Start of DATA FOR THIS TASK

//! Integration tests for role management, the integrity guard and the
//! `SQLite` store.
#![allow(clippy::unwrap_used, clippy::expect_used)]

use std::sync::Arc;
use std::sync::atomic::{AtomicBool, Ordering};
use std::thread;

use rolegate::security::{DependentCounter, ensure_no_dependents};
use rolegate::{
    Action, ActorResolver, Authorizer, BaseRole, DefaultPermissionMatrix, Error, PermissionEngine,
    PermissionId, RoleCreate, RoleService, SqliteAuthzStore, UserStore,
};

fn seeded_store() -> Arc<SqliteAuthzStore> {
    let store = SqliteAuthzStore::in_memory().unwrap();
    store.seed(&DefaultPermissionMatrix::standard()).unwrap();
    Arc::new(store)
}

fn permission_id(service: &RoleService, action: Action, resource: &str) -> PermissionId {
    service
        .list_permissions()
        .unwrap()
        .into_iter()
        .find(|p| p.key().matches(action, resource))
        .map(|p| p.id)
        .unwrap()
}

fn authorizer(store: Arc<SqliteAuthzStore>) -> Authorizer {
    Authorizer::new(ActorResolver::new(store), PermissionEngine::new())
}

fn allowed(authz: &Authorizer, user: &str, action: Action, resource: &str) -> bool {
    authz.has_permission(user, action, resource).unwrap()
}

#[test]
fn test_custom_role_extends_base_role() {
    let store = seeded_store();
    let service = RoleService::new(store.clone());
    let authz = authorizer(store);

    let delete_media = permission_id(&service, Action::Delete, "media");
    let role = service
        .create_role(RoleCreate::new("media-cleaner").with_permissions([delete_media]))
        .unwrap();

    service.upsert_base_user("v-1", BaseRole::Viewer).unwrap();
    service.upsert_base_user("e-1", BaseRole::Editor).unwrap();

    // VIEWER without a custom role cannot delete media; EDITOR can by default.
    assert!(!allowed(&authz, "v-1", Action::Delete, "media"));
    assert!(allowed(&authz, "e-1", Action::Delete, "media"));

    service.assign_custom_role("v-1", Some(&role.id)).unwrap();
    assert!(allowed(&authz, "v-1", Action::Delete, "media"));
    // Base-role defaults still apply alongside the custom role.
    assert!(allowed(&authz, "v-1", Action::Read, "posts"));
    assert!(!allowed(&authz, "v-1", Action::Update, "posts"));
}

#[test]
fn test_deactivated_custom_role_grants_nothing() {
    let store = seeded_store();
    let service = RoleService::new(store.clone());
    let authz = authorizer(store);

    let update_posts = permission_id(&service, Action::Update, "posts");
    let role = service
        .create_role(RoleCreate::new("copy-editor").with_permissions([update_posts]))
        .unwrap();
    service.upsert_base_user("v", BaseRole::Viewer).unwrap();
    service.assign_custom_role("v", Some(&role.id)).unwrap();
    assert!(allowed(&authz, "v", Action::Update, "posts"));

    service
        .update_role(
            &role.id,
            rolegate::RoleUpdate {
                is_active: Some(false),
                ..rolegate::RoleUpdate::default()
            },
        )
        .unwrap();
    assert!(!allowed(&authz, "v", Action::Update, "posts"));
}

#[test]
fn test_role_delete_guard_sequence() {
    let store = seeded_store();
    let service = RoleService::new(store.clone());

    let role = service.create_role(RoleCreate::new("reviewer")).unwrap();
    service.upsert_base_user("u-1", BaseRole::Editor).unwrap();
    service.assign_custom_role("u-1", Some(&role.id)).unwrap();

    let err = service.delete_role(&role.id).unwrap_err();
    assert!(matches!(err, Error::RoleInUse { assigned: 1, .. }));
    assert_eq!(err.kind().http_status(), 409);
    assert!(service.get_role(&role.id).unwrap().is_some());

    service.assign_custom_role("u-1", None).unwrap();
    let deleted = service.delete_role(&role.id).unwrap();
    assert_eq!(deleted.name, "reviewer");
    assert!(service.get_role(&role.id).unwrap().is_none());
    let err = service.delete_role(&role.id).unwrap_err();
    assert_eq!(err.kind().http_status(), 404);

    let actor = store.load_actor("u-1").unwrap().unwrap();
    assert!(actor.custom_role.is_none());
}

#[test]
fn test_system_roles_never_mutate() {
    let store = seeded_store();
    let service = RoleService::new(store);

    for name in ["administrator", "editor", "viewer"] {
        let role = service.find_role_by_name(name).unwrap().unwrap();
        assert!(role.is_system);

        let err = service.delete_role(&role.id).unwrap_err();
        assert!(matches!(err, Error::SystemRoleProtected { .. }), "{name}");

        let err = service.set_role_permissions(&role.id, &[]).unwrap_err();
        assert!(matches!(err, Error::SystemRoleProtected { .. }), "{name}");

        let unchanged = service.get_role(&role.id).unwrap().unwrap();
        assert_eq!(unchanged.permissions, role.permissions);
    }
}

#[test]
fn test_category_style_dependents() {
    let posts_per_category = |id: &str| -> rolegate::Result<usize> {
        Ok(match id {
            "news" => 3,
            _ => 0,
        })
    };
    let query = DependentCounter::new("category", posts_per_category);

    let err = ensure_no_dependents(&query, "news").unwrap_err();
    assert!(matches!(
        err,
        Error::InUse {
            entity: "category",
            dependents: 3,
            ..
        }
    ));
    assert!(ensure_no_dependents(&query, "empty").is_ok());
}

/// Readers on their own connections never observe a partially replaced
/// grant set while another thread repeatedly swaps a role between two
/// disjoint permission sets.
#[test]
fn test_permission_replace_is_atomic_for_readers() {
    let dir = tempfile::tempdir().unwrap();
    let path = dir.path().join("rolegate.db");

    let store = Arc::new(SqliteAuthzStore::new(&path).unwrap());
    store.seed(&DefaultPermissionMatrix::standard()).unwrap();
    let service = RoleService::new(store);

    let set_a = [
        permission_id(&service, Action::Create, "media"),
        permission_id(&service, Action::Delete, "media"),
    ];
    let set_b = [
        permission_id(&service, Action::Create, "pages"),
        permission_id(&service, Action::Delete, "pages"),
    ];
    let role = service
        .create_role(RoleCreate::new("rotating").with_permissions(set_a))
        .unwrap();
    service.upsert_base_user("r-1", BaseRole::Viewer).unwrap();
    service.assign_custom_role("r-1", Some(&role.id)).unwrap();

    let reader_stores: Vec<_> = (0..4)
        .map(|_| SqliteAuthzStore::new(&path).unwrap())
        .collect();
    let done = Arc::new(AtomicBool::new(false));

    let writer = {
        let role_id = role.id;
        let done = Arc::clone(&done);
        thread::spawn(move || {
            for i in 0..200 {
                let ids = if i % 2 == 0 { &set_b } else { &set_a };
                service.set_role_permissions(&role_id, ids).unwrap();
            }
            done.store(true, Ordering::SeqCst);
        })
    };

    let readers: Vec<_> = reader_stores
        .into_iter()
        .map(|store| {
            let done = Arc::clone(&done);
            thread::spawn(move || {
                let engine = PermissionEngine::new();
                let mut observed = 0;
                while !done.load(Ordering::SeqCst) || observed == 0 {
                    let actor = store.load_actor("r-1").unwrap().unwrap();
                    let grants = &actor.custom_role.as_ref().unwrap().permissions;
                    assert_eq!(grants.len(), 2, "partial grant set observed: {grants:?}");

                    let media = engine.has_all_permissions(
                        Some(&actor),
                        &[(Action::Create, "media"), (Action::Delete, "media")],
                    );
                    let pages = engine.has_all_permissions(
                        Some(&actor),
                        &[(Action::Create, "pages"), (Action::Delete, "pages")],
                    );
                    assert!(media ^ pages, "mixed grant set observed");
                    observed += 1;
                }
            })
        })
        .collect();

    writer.join().unwrap();
    for reader in readers {
        reader.join().unwrap();
    }
}

/// Two store instances on the same file see each other's committed grant
/// replacements, never the emptied intermediate state.
#[test]
fn test_permission_replace_across_connections() {
    let dir = tempfile::tempdir().unwrap();
    let path = dir.path().join("rolegate.db");

    let store = Arc::new(SqliteAuthzStore::new(&path).unwrap());
    store.seed(&DefaultPermissionMatrix::standard()).unwrap();
    let service = RoleService::new(store);

    let set_a = [
        permission_id(&service, Action::Read, "analytics"),
        permission_id(&service, Action::Update, "pages"),
    ];
    let set_b = [
        permission_id(&service, Action::Read, "users"),
        permission_id(&service, Action::Update, "media"),
    ];
    let role = service
        .create_role(RoleCreate::new("shifting").with_permissions(set_a))
        .unwrap();
    service.upsert_base_user("r-1", BaseRole::Viewer).unwrap();
    service.assign_custom_role("r-1", Some(&role.id)).unwrap();

    let reader_store = SqliteAuthzStore::new(&path).unwrap();
    let done = Arc::new(AtomicBool::new(false));

    let writer = {
        let done = Arc::clone(&done);
        let role_id = role.id;
        thread::spawn(move || {
            for i in 0..100 {
                let ids = if i % 2 == 0 { &set_b } else { &set_a };
                service.set_role_permissions(&role_id, ids).unwrap();
            }
            done.store(true, Ordering::SeqCst);
        })
    };

    while !done.load(Ordering::SeqCst) {
        let actor = reader_store.load_actor("r-1").unwrap().unwrap();
        assert_eq!(actor.custom_role.unwrap().permissions.len(), 2);
    }
    writer.join().unwrap();

    let actor = reader_store.load_actor("r-1").unwrap().unwrap();
    let grant = actor.custom_role.unwrap();
    assert!(grant.allows(Action::Read, "analytics"));
    assert!(grant.allows(Action::Update, "pages"));
}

End of DATA FOR THIS TASK

_YOUR GOAL_. Among the lines of the data, some may include "RoleUpdate" as a word or string; report how many, and nothing else.

_EXERCISE SOLUTION_. 2